Judges in Texas issued injunctions blocking President Barack Obama’s policies, like shielding parents of American citizens from deportation. Judges in states like California did the same to block President Donald J. Trump’s policies, like banning travel by citizens of several Muslim countries. Last month, a judge in Texas required the Biden administration to reinstate a Trump-era program that forces asylum seekers at the southwestern border to remain in Mexico.
Such nationwide injunctions by a single judge prompt the government to file emergency appeals, which reach the Supreme Court through its shadow docket. And as the court has gotten into the habit of more frequently taking up emergency appeals in high-profile matters, it has grown more receptive to similar requests by plaintiffs in other types of cases, too.
Indeed, Mr. Vladeck argued that the shadow docket issue today cannot be simply reduced to the issue of nationwide injunctions. He noted that the lawsuit challenging the Texas abortion law and many decisions in recent years challenging local and state actions responding to the coronavirus pandemic did not involve them.

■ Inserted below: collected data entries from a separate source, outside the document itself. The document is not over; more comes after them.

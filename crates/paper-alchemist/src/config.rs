//! Configuration for the paper processing pipeline

use serde::{Deserialize, Serialize};
use std::path::{Path, PathBuf};
use std::time::Duration;

use crate::error::{Error, Result};
use crate::types::Stage;

/// Main pipeline configuration
#[derive(Debug, Clone, Default, Serialize, Deserialize)]
pub struct AlchemistConfig {
    /// Server configuration
    #[serde(default)]
    pub server: ServerConfig,
    /// Database location
    #[serde(default)]
    pub storage: StorageConfig,
    /// Ollama connection shared by vision, embedding and metadata models
    #[serde(default)]
    pub ollama: OllamaConfig,
    /// OCR heuristics and tool settings
    #[serde(default)]
    pub ocr: OcrConfig,
    /// Vision quality judge
    #[serde(default)]
    pub vision: VisionConfig,
    /// Embedding model
    #[serde(default)]
    pub embeddings: EmbeddingConfig,
    /// Metadata extraction model
    #[serde(default)]
    pub metadata: MetadataConfig,
    /// Per-stage timeouts and retries
    #[serde(default)]
    pub pipeline: PipelineConfig,
}

impl AlchemistConfig {
    /// Load from an optional TOML file, then apply environment overrides
    pub fn load(path: Option<&Path>) -> Result<Self> {
        let mut config = match path {
            Some(path) => {
                let raw = std::fs::read_to_string(path).map_err(|e| {
                    Error::Config(format!("Failed to read {}: {}", path.display(), e))
                })?;
                Self::from_toml(&raw)?
            }
            None => Self::default(),
        };

        config.apply_env();
        config.validate()?;
        Ok(config)
    }

    /// Parse a TOML document; missing sections fall back to defaults
    pub fn from_toml(raw: &str) -> Result<Self> {
        toml::from_str(raw).map_err(|e| Error::Config(format!("Invalid config: {}", e)))
    }

    fn apply_env(&mut self) {
        if let Ok(url) = std::env::var("OLLAMA_BASE_URL") {
            if !url.trim().is_empty() {
                self.ollama.base_url = url.trim_end_matches('/').to_string();
            }
        }
        if let Ok(dir) = std::env::var("PAPER_ALCHEMIST_DATA_DIR") {
            if !dir.trim().is_empty() {
                self.storage.data_dir = PathBuf::from(dir);
            }
        }
        if let Ok(port) = std::env::var("PAPER_ALCHEMIST_PORT") {
            match port.parse() {
                Ok(port) => self.server.port = port,
                Err(_) => tracing::warn!("Ignoring invalid PAPER_ALCHEMIST_PORT '{}'", port),
            }
        }
    }

    /// Reject settings the pipeline cannot run with
    pub fn validate(&self) -> Result<()> {
        if self.embeddings.dimensions == 0 {
            return Err(Error::Config("embeddings.dimensions must be > 0".into()));
        }
        if self.embeddings.chunk_words == 0 {
            return Err(Error::Config("embeddings.chunk_words must be > 0".into()));
        }
        if self.embeddings.chunk_overlap >= self.embeddings.chunk_words {
            return Err(Error::Config(format!(
                "embeddings.chunk_overlap ({}) must be smaller than chunk_words ({})",
                self.embeddings.chunk_overlap, self.embeddings.chunk_words
            )));
        }
        if self.pipeline.max_attempts == 0 {
            return Err(Error::Config("pipeline.max_attempts must be >= 1".into()));
        }
        for (name, secs) in [
            ("pipeline.ocr_timeout_secs", self.pipeline.ocr_timeout_secs),
            ("pipeline.vision_timeout_secs", self.pipeline.vision_timeout_secs),
            ("pipeline.embedding_timeout_secs", self.pipeline.embedding_timeout_secs),
            ("pipeline.metadata_timeout_secs", self.pipeline.metadata_timeout_secs),
            ("ollama.request_timeout_secs", self.ollama.request_timeout_secs),
        ] {
            if secs == 0 {
                return Err(Error::Config(format!("{} must be > 0", name)));
            }
        }
        if self.ocr.required_below_chars > self.ocr.sufficient_above_chars {
            return Err(Error::Config(format!(
                "ocr.required_below_chars ({}) exceeds sufficient_above_chars ({})",
                self.ocr.required_below_chars, self.ocr.sufficient_above_chars
            )));
        }
        if !(0.0..=1.0).contains(&self.ocr.deferred_ocr_min_confidence) {
            return Err(Error::Config("ocr.deferred_ocr_min_confidence must be within [0, 1]".into()));
        }
        if self.server.max_upload_size == 0 {
            return Err(Error::Config("server.max_upload_size must be > 0".into()));
        }
        Ok(())
    }

    /// Full path of the SQLite database
    pub fn database_path(&self) -> PathBuf {
        self.storage.data_dir.join(&self.storage.database_file)
    }
}

/// Server configuration
#[derive(Debug, Clone, Serialize, Deserialize)]
pub struct ServerConfig {
    /// Host address
    pub host: String,
    /// Port number
    pub port: u16,
    /// Enable CORS
    pub enable_cors: bool,
    /// Maximum upload size in bytes (default: 50MB)
    pub max_upload_size: usize,
}

impl Default for ServerConfig {
    fn default() -> Self {
        Self {
            host: "0.0.0.0".to_string(),
            port: 8000,
            enable_cors: true,
            max_upload_size: 50 * 1024 * 1024, // 50MB
        }
    }
}

/// Storage configuration
#[derive(Debug, Clone, Serialize, Deserialize)]
pub struct StorageConfig {
    pub data_dir: PathBuf,
    pub database_file: String,
}

impl Default for StorageConfig {
    fn default() -> Self {
        Self {
            data_dir: PathBuf::from("data"),
            database_file: "papers.db".to_string(),
        }
    }
}

/// Ollama server connection
#[derive(Debug, Clone, Serialize, Deserialize)]
pub struct OllamaConfig {
    /// Ollama base URL
    pub base_url: String,
    /// HTTP-level request timeout; stage timeouts are applied separately
    #[serde(default = "default_request_timeout")]
    pub request_timeout_secs: u64,
}

fn default_request_timeout() -> u64 { 180 }

impl Default for OllamaConfig {
    fn default() -> Self {
        Self {
            base_url: "http://localhost:11434".to_string(),
            request_timeout_secs: default_request_timeout(),
        }
    }
}

/// OCR decision thresholds and tool settings
#[derive(Debug, Clone, Serialize, Deserialize)]
pub struct OcrConfig {
    /// Tesseract languages, e.g. "eng+deu"
    #[serde(default = "default_languages")]
    pub languages: String,
    /// Raster resolution for OCR input
    #[serde(default = "default_ocr_dpi")]
    pub ocr_dpi: u32,
    /// Raster resolution for the first-page preview
    #[serde(default = "default_preview_dpi")]
    pub preview_dpi: u32,
    /// Text layers shorter than this always go to OCR
    #[serde(default = "default_required_below")]
    pub required_below_chars: usize,
    /// Text layers at least this long may skip OCR
    #[serde(default = "default_sufficient_above")]
    pub sufficient_above_chars: usize,
    /// Minimum text density for skipping OCR
    #[serde(default = "default_min_chars_per_page")]
    pub min_chars_per_page: usize,
    /// Verdict confidence needed to act on a deferred decision
    #[serde(default = "default_deferred_confidence")]
    pub deferred_ocr_min_confidence: f32,
}

fn default_languages() -> String { "eng+kor".to_string() }
fn default_ocr_dpi() -> u32 { 300 }
fn default_preview_dpi() -> u32 { 200 }
fn default_required_below() -> usize { 50 }
fn default_sufficient_above() -> usize { 200 }
fn default_min_chars_per_page() -> usize { 100 }
fn default_deferred_confidence() -> f32 { 0.6 }

impl Default for OcrConfig {
    fn default() -> Self {
        Self {
            languages: default_languages(),
            ocr_dpi: default_ocr_dpi(),
            preview_dpi: default_preview_dpi(),
            required_below_chars: default_required_below(),
            sufficient_above_chars: default_sufficient_above(),
            min_chars_per_page: default_min_chars_per_page(),
            deferred_ocr_min_confidence: default_deferred_confidence(),
        }
    }
}

/// Vision model used as the quality judge
#[derive(Debug, Clone, Serialize, Deserialize)]
pub struct VisionConfig {
    pub model: String,
    pub temperature: f32,
    pub top_p: f32,
}

impl Default for VisionConfig {
    fn default() -> Self {
        Self {
            model: "llava".to_string(),
            temperature: 0.1,
            top_p: 0.9,
        }
    }
}

/// Embedding configuration
#[derive(Debug, Clone, Serialize, Deserialize)]
pub struct EmbeddingConfig {
    /// Model to use (default: bge-m3)
    pub model: String,
    /// Embedding dimensions (1024 for bge-m3)
    pub dimensions: usize,
    /// Words per chunk for long documents
    #[serde(default = "default_chunk_words")]
    pub chunk_words: usize,
    /// Words shared between consecutive chunks
    #[serde(default = "default_chunk_overlap")]
    pub chunk_overlap: usize,
}

fn default_chunk_words() -> usize { 512 }
fn default_chunk_overlap() -> usize { 50 }

impl Default for EmbeddingConfig {
    fn default() -> Self {
        Self {
            model: "bge-m3".to_string(),
            dimensions: 1024,
            chunk_words: default_chunk_words(),
            chunk_overlap: default_chunk_overlap(),
        }
    }
}

/// Metadata LLM configuration
#[derive(Debug, Clone, Serialize, Deserialize)]
pub struct MetadataConfig {
    pub model: String,
    /// Prefix of the text sent to the model
    #[serde(default = "default_max_prompt_chars")]
    pub max_prompt_chars: usize,
    pub temperature: f32,
    pub top_p: f32,
    /// Context window passed as `num_ctx`
    #[serde(default = "default_context_size")]
    pub context_size: u32,
    /// Fill fields the model left empty using text heuristics
    #[serde(default = "default_rule_based_fill")]
    pub rule_based_fill: bool,
}

fn default_max_prompt_chars() -> usize { 3000 }
fn default_context_size() -> u32 { 4096 }
fn default_rule_based_fill() -> bool { true }

impl Default for MetadataConfig {
    fn default() -> Self {
        Self {
            model: "llama3.1:latest".to_string(),
            max_prompt_chars: default_max_prompt_chars(),
            temperature: 0.1,
            top_p: 0.9,
            context_size: default_context_size(),
            rule_based_fill: default_rule_based_fill(),
        }
    }
}

/// Timeouts and retry policy for external calls
#[derive(Debug, Clone, Serialize, Deserialize)]
pub struct PipelineConfig {
    #[serde(default = "default_ocr_timeout")]
    pub ocr_timeout_secs: u64,
    #[serde(default = "default_vision_timeout")]
    pub vision_timeout_secs: u64,
    #[serde(default = "default_embedding_timeout")]
    pub embedding_timeout_secs: u64,
    #[serde(default = "default_metadata_timeout")]
    pub metadata_timeout_secs: u64,
    /// Attempts per external call, including the first
    #[serde(default = "default_max_attempts")]
    pub max_attempts: u32,
    /// First backoff delay; doubles per retry
    #[serde(default = "default_backoff_base_ms")]
    pub backoff_base_ms: u64,
}

fn default_ocr_timeout() -> u64 { 300 }
fn default_vision_timeout() -> u64 { 60 }
fn default_embedding_timeout() -> u64 { 120 }
fn default_metadata_timeout() -> u64 { 120 }
fn default_max_attempts() -> u32 { 3 }
fn default_backoff_base_ms() -> u64 { 1000 }

impl Default for PipelineConfig {
    fn default() -> Self {
        Self {
            ocr_timeout_secs: default_ocr_timeout(),
            vision_timeout_secs: default_vision_timeout(),
            embedding_timeout_secs: default_embedding_timeout(),
            metadata_timeout_secs: default_metadata_timeout(),
            max_attempts: default_max_attempts(),
            backoff_base_ms: default_backoff_base_ms(),
        }
    }
}

impl PipelineConfig {
    /// Timeout applied to each external call made by `stage`
    pub fn timeout_for(&self, stage: Stage) -> Duration {
        let secs = match stage {
            Stage::Ocr => self.ocr_timeout_secs,
            Stage::QualityJudge => self.vision_timeout_secs,
            Stage::Embedding => self.embedding_timeout_secs,
            Stage::Metadata => self.metadata_timeout_secs,
            // Finalize makes no external call
            Stage::Finalize => 0,
        };
        Duration::from_secs(secs)
    }
}

#[cfg(test)]
mod tests {
    use super::*;

    #[test]
    fn defaults_are_valid() {
        let config = AlchemistConfig::default();
        config.validate().unwrap();
        assert_eq!(config.server.port, 8000);
        assert_eq!(config.embeddings.dimensions, 1024);
        assert_eq!(config.database_path(), PathBuf::from("data").join("papers.db"));
    }

    #[test]
    fn partial_toml_keeps_defaults() {
        let config = AlchemistConfig::from_toml(
            r#"
            [embeddings]
            model = "nomic-embed-text"
            dimensions = 768

            [pipeline]
            max_attempts = 5
            "#,
        )
        .unwrap();

        assert_eq!(config.embeddings.dimensions, 768);
        assert_eq!(config.embeddings.chunk_words, 512);
        assert_eq!(config.pipeline.max_attempts, 5);
        assert_eq!(config.pipeline.embedding_timeout_secs, 120);
        assert_eq!(config.ocr.languages, "eng+kor");
    }

    #[test]
    fn overlap_must_be_smaller_than_chunk() {
        let mut config = AlchemistConfig::default();
        config.embeddings.chunk_overlap = config.embeddings.chunk_words;
        assert!(matches!(config.validate(), Err(Error::Config(_))));
    }

    #[test]
    fn zero_attempts_rejected() {
        let mut config = AlchemistConfig::default();
        config.pipeline.max_attempts = 0;
        assert!(config.validate().is_err());
    }

    #[test]
    fn zero_timeouts_rejected() {
        let mut config = AlchemistConfig::default();
        config.pipeline.embedding_timeout_secs = 0;
        let err = config.validate().unwrap_err();
        assert!(err.to_string().contains("pipeline.embedding_timeout_secs"));

        let mut config = AlchemistConfig::default();
        config.ollama.request_timeout_secs = 0;
        assert!(matches!(config.validate(), Err(Error::Config(_))));

        let parsed = AlchemistConfig::from_toml("[pipeline]\nocr_timeout_secs = 0\n").unwrap();
        assert!(parsed.validate().is_err());
    }

    #[test]
    fn stage_timeouts() {
        let pipeline = PipelineConfig::default();
        assert_eq!(pipeline.timeout_for(Stage::Ocr), Duration::from_secs(300));
        assert_eq!(pipeline.timeout_for(Stage::QualityJudge), Duration::from_secs(60));
    }
}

In an interview, Mr. Baude — the professor who coined the term “shadow docket,” and who is a member of Mr. Biden’s Supreme Court commission — said another reason the debate was so complicated was that there were different types of worries over the court’s growing use of its emergency orders to swiftly resolve matters, and they only partly overlapped.
One worry, he said, is substantive: The court may reach the wrong result because it is rushing. Another is procedural: Regardless of the result, it is not fair to parties who do not get a chance to be fully heard before the decision. A third is about transparency: The court should fully explain itself and disclose how each justice voted.
But the uproar over the majority’s handling of the Texas anti-abortion law, he said, seems most centered on another worry: that the conservative majority on the court is not being evenhanded or consistent about when it chooses to intervene with an emergency order.
“I think the real concern is the court has been reaching out aggressively in some of the immigration cases and Covid cases, and here it is not,” he said. “And why is it when it’s a Covid restriction in church service, the court rushes in, in the middle of the night, to stop the government, but when it’s an anti-abortion law, the court lets it go?”